The university, according to Oba Adunugbe, is the backbone of the community's commercialism. "Before, on ordinary days," he said, "when you went to a house, you only saw goats and fowls at the doors steps because people would have all gone to farm." At times, there were more OOU students than locals living in Ago-Iwoye. The university students are keen protestors, which has made the police wary of them. Oba Adunugbe "formed a committee" with the university to better relations between the OOU and the town and to handle mutual issues. During a 2014 protest over increased fees, the university shut down until the anger receded, which was another controversial decision.

===Crime===
Like many parts of Africa, Ago-Iwoye has an active Black Axe presence. The Aiye cult group, as they are also known, started as a Nigerian crime syndicate that eventually made its way into the highest societal positions and is now international. Black Axe began as a student cofraternity at the University of Benin and primarily recruits males ages 16–23, specifically targeting university students.
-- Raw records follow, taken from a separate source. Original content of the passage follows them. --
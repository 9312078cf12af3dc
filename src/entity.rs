//! HTML5 named-entity lookup and the shared numeric/named entity decoder.
//!
//! The named-entity table (~2125 entries covering both the 1- and
//! 2-codepoint forms) is generated at build time from the canonical WHATWG
//! JSON source by `build.rs` and embedded as a sorted static array; see
//! [`entitydata::TRANSLATED_ENTITIES`].

use crate::ctype::isdigit;
use std::char;

include!(concat!(env!("OUT_DIR"), "/entitydata.rs"));

pub const ENTITY_MIN_LENGTH: usize = 2;
pub const ENTITY_MAX_LENGTH: usize = 31;

fn isxdigit(ch: u8) -> bool {
    ch.is_ascii_hexdigit()
}

/// Attempts to decode a single entity (named, decimal, or hex) starting
/// just after the `&`. Returns the decoded text and the number of bytes of
/// `text` consumed, including the trailing `;`.
pub fn unescape(text: &str) -> Option<(String, usize)> {
    let bytes = text.as_bytes();

    if bytes.len() >= 3 && bytes[0] == b'#' {
        let mut codepoint: u32 = 0;
        let mut i;

        let num_digits = if bytes.len() > 1 && isdigit(bytes[1]) {
            i = 1;
            while i < bytes.len() && isdigit(bytes[i]) && i < 1 + 8 {
                codepoint = codepoint.saturating_mul(10) + (bytes[i] - b'0') as u32;
                codepoint = codepoint.min(0x11_0000);
                i += 1;
            }
            i - 1
        } else if bytes.len() > 2 && (bytes[1] == b'x' || bytes[1] == b'X') {
            i = 2;
            while i < bytes.len() && isxdigit(bytes[i]) && i < 2 + 6 {
                let d = bytes[i];
                let v = if d.is_ascii_digit() {
                    (d - b'0') as u32
                } else {
                    ((d | 0x20) - b'a') as u32 + 10
                };
                codepoint = codepoint.saturating_mul(16) + v;
                codepoint = codepoint.min(0x11_0000);
                i += 1;
            }
            i - 2
        } else {
            0
        };

        if (1..=7).contains(&num_digits) && i < bytes.len() && bytes[i] == b';' {
            if codepoint == 0 || (0xD800..=0xDFFF).contains(&codepoint) || codepoint >= 0x110000 {
                codepoint = 0xFFFD;
            }
            let ch = char::from_u32(codepoint).unwrap_or('\u{FFFD}');
            return Some((ch.to_string(), i + 1));
        }
    }

    let size = text.len().min(ENTITY_MAX_LENGTH);
    for (i, &b) in bytes.iter().enumerate().take(size).skip(ENTITY_MIN_LENGTH) {
        if b == b' ' {
            return None;
        }
        if b == b';' {
            return lookup(&text[..i]).map(|e| (e.to_owned(), i + 1));
        }
    }

    None
}

fn lookup(name: &str) -> Option<&'static str> {
    entitydata::TRANSLATED_ENTITIES
        .binary_search_by_key(&name, |&(n, _)| n)
        .ok()
        .map(|idx| entitydata::TRANSLATED_ENTITIES[idx].1)
}

/// Resolves every `&...;` entity reference in `src`, leaving unrecognized
/// `&` sequences untouched.
pub fn unescape_html(src: &str) -> String {
    let bytes = src.as_bytes();
    let size = bytes.len();
    let mut i = 0;
    let mut v = String::with_capacity(size);

    while i < size {
        let org = i;
        while i < size && bytes[i] != b'&' {
            i += 1;
        }

        if i > org {
            if org == 0 && i >= size {
                return src.to_owned();
            }
            v.push_str(&src[org..i]);
        }

        if i >= size {
            return v;
        }

        i += 1;
        match unescape(&src[i..]) {
            Some((text, consumed)) => {
                v.push_str(&text);
                i += consumed;
            }
            None => v.push('&'),
        }
    }

    v
}
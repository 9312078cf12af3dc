//! The block-structure builder (§4.2): consumes input lines one at a time,
//! maintains the open-container stack, and emits a finalized [`Document`]
//! tree. Inline parsing (emphasis, links, code spans, ...) is deferred
//! until every block is closed; see [`inlines`].
//!
//! [`Document`]: crate::nodes::NodeValue::Document

mod inlines;
pub mod options;

use std::cell::RefCell;

use rustc_hash::FxHashMap;
use typed_arena::Arena;

use crate::arena_tree::Node;
use crate::line_scanner::LineScanner;
use crate::nodes::{
    self, make_block, AstNode, ListDelimType, ListType, NodeCodeBlock, NodeHeading, NodeHtmlBlock,
    NodeList, NodeValue,
};
use crate::scanners;
use crate::strings;

pub use options::Options;

const TAB_STOP: usize = 4;
const CODE_INDENT: usize = 4;

/// Quadratic-blowup guard: an implausibly deep run of nested list markers
/// on one line stops opening further lists rather than recursing forever.
const MAX_LIST_DEPTH: usize = 100;

/// The link-reference registry (§4.3): case-folded label to destination
/// and title, first-write-wins. Populated as paragraphs are finalized;
/// queried by the inline parser for reference-style links and images.
#[derive(Debug, Default)]
pub(crate) struct RefMap {
    map: FxHashMap<String, (String, String)>,
}

impl RefMap {
    fn insert(&mut self, label: &str, url: String, title: String) {
        let key = strings::normalize_reference_label(label);
        self.map.entry(key).or_insert((url, title));
    }

    pub(crate) fn lookup(&self, label: &str) -> Option<(&str, &str)> {
        let key = strings::normalize_reference_label(label);
        self.map.get(&key).map(|(u, t)| (u.as_str(), t.as_str()))
    }
}

/// Parses a complete Markdown document.
///
/// Never fails: every input, however ill-formed, has a well-defined parse
/// (§7). `buffer` is consumed in full before this returns.
pub fn parse_document<'a>(
    arena: &'a Arena<AstNode<'a>>,
    buffer: &str,
    options: &Options,
) -> &'a AstNode<'a> {
    let root: &'a AstNode<'a> =
        arena.alloc(Node::new(RefCell::new(make_block(NodeValue::Document, 0))));
    let mut parser = Parser::new(arena, root, options);

    let mut scanner = LineScanner::new(buffer);
    while let Some(line) = scanner.next_line() {
        parser.incorporate_line(line.as_bytes());
    }
    parser.finish()
}

struct Parser<'a, 'o> {
    arena: &'a Arena<AstNode<'a>>,
    root: &'a AstNode<'a>,
    current: &'a AstNode<'a>,
    line_number: u32,
    offset: usize,
    column: usize,
    first_nonspace: usize,
    first_nonspace_column: usize,
    indent: usize,
    blank: bool,
    partially_consumed_tab: bool,
    /// Set when phase 2 fully disposed of the current line itself (ATX
    /// heading, thematic break, setext upgrade) so [`Parser::incorporate_line`]
    /// must not also hand it to [`Parser::add_text_to_tip`].
    line_consumed: bool,
    refmap: RefMap,
    options: &'o Options,
}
On 16 June 2005, a boy walking home from Wesley High School at night with a friend was shot dead by "the Vigilante Group." The next morning, angry OOU students stormed the king's palace and burned it down. The fighting—at this point between townspeople and students—was only stopped when police from Abeokuta arrived. The university closed for a while afterwards. Security in Ago-Iwoye has increased since then, with more volunteers working with police to keep the peace. Oba Adenugba believe that "hired hoodlums" were pretending to be protesting OOU students. In 2013, due to the university being the main target for crime and violence, Ogun State brought in APCs to "monitor and curtail the nefarious activities of the hoodlums who used to terrorise the university community.